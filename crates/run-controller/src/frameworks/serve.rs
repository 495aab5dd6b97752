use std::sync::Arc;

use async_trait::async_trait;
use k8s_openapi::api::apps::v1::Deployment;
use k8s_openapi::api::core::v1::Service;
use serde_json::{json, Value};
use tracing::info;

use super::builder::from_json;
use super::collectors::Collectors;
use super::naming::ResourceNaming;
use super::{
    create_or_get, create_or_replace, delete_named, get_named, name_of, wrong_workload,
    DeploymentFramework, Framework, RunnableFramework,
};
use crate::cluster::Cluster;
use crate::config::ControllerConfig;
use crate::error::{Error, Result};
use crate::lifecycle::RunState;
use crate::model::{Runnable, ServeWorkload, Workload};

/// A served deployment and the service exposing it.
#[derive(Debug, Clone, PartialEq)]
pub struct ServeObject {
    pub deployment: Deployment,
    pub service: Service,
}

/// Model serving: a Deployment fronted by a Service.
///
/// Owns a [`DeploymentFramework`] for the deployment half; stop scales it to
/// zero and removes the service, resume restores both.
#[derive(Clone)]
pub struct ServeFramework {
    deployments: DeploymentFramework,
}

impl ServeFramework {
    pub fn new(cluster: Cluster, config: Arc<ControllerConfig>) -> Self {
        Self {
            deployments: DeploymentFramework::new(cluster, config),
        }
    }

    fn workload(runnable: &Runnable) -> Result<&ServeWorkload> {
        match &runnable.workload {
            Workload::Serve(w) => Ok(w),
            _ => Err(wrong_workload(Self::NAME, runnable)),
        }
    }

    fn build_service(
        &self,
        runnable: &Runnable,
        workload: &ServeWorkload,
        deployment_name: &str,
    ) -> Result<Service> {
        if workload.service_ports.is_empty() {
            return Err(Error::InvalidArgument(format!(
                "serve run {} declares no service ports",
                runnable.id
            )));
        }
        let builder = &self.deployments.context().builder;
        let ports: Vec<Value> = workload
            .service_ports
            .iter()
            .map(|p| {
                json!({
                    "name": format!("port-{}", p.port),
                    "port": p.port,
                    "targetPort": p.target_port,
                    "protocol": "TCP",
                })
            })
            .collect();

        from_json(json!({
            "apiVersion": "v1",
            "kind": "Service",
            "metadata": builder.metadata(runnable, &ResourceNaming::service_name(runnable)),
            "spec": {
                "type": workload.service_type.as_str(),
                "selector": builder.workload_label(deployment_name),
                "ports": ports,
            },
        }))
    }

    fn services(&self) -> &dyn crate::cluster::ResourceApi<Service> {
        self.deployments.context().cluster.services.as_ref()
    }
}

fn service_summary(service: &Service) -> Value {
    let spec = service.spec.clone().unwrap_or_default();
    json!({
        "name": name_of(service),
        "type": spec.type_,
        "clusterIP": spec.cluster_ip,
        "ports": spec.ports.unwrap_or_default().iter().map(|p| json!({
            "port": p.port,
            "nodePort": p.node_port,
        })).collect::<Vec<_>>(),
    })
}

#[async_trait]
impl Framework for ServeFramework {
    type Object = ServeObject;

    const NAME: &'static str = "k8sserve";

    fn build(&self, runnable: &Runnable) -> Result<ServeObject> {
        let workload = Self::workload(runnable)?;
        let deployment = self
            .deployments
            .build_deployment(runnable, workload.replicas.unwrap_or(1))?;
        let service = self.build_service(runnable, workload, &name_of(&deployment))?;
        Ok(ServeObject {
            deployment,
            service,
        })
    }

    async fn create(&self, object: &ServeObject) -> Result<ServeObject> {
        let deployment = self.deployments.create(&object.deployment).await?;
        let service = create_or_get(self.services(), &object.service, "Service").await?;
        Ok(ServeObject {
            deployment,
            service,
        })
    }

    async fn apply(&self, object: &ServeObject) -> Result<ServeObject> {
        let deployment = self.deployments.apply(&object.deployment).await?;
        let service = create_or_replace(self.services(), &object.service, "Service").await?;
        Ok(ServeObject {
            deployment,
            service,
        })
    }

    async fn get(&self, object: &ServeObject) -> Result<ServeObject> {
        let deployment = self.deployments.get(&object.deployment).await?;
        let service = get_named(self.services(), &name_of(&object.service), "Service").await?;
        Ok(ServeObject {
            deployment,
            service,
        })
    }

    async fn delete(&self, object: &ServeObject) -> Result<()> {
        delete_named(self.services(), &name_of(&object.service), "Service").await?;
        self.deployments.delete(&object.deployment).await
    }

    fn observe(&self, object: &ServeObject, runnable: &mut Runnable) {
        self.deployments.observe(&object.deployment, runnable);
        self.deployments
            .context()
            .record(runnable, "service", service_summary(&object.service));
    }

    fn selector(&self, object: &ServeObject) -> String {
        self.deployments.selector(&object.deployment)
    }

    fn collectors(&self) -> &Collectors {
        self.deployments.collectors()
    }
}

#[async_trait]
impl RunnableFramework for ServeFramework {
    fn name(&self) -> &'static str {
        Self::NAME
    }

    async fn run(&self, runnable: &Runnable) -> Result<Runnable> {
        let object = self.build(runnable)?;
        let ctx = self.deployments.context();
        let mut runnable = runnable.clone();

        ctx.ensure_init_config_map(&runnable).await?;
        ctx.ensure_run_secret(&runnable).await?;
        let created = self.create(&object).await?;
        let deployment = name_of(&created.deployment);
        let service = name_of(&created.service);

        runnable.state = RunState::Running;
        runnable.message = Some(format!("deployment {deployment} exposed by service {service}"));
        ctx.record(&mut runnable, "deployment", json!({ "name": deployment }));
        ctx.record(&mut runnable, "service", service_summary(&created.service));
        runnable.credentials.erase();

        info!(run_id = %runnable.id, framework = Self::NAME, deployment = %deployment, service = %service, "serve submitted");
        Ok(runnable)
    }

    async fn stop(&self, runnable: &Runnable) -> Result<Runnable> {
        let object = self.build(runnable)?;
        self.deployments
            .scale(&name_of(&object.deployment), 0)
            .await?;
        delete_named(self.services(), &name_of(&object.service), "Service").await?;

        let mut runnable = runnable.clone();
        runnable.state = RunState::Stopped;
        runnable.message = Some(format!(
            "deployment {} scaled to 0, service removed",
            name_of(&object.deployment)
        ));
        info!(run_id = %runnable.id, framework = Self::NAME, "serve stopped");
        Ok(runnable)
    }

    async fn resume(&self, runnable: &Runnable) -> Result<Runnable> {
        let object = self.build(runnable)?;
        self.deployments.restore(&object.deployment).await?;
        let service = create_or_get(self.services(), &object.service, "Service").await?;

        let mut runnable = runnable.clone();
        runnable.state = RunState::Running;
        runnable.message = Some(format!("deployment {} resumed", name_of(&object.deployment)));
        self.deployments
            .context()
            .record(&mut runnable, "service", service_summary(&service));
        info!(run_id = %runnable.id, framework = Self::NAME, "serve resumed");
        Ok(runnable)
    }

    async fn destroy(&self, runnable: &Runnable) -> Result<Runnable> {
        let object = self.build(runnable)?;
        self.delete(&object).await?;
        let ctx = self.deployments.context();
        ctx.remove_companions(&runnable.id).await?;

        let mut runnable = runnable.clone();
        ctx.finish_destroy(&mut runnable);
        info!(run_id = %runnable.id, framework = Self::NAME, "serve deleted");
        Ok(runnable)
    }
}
━━━━
= Requirement =
The task calls for every line of the material that contains the string "static".

= Response =
    const NAME: &'static str = "k8sserve";
    fn name(&self) -> &'static str {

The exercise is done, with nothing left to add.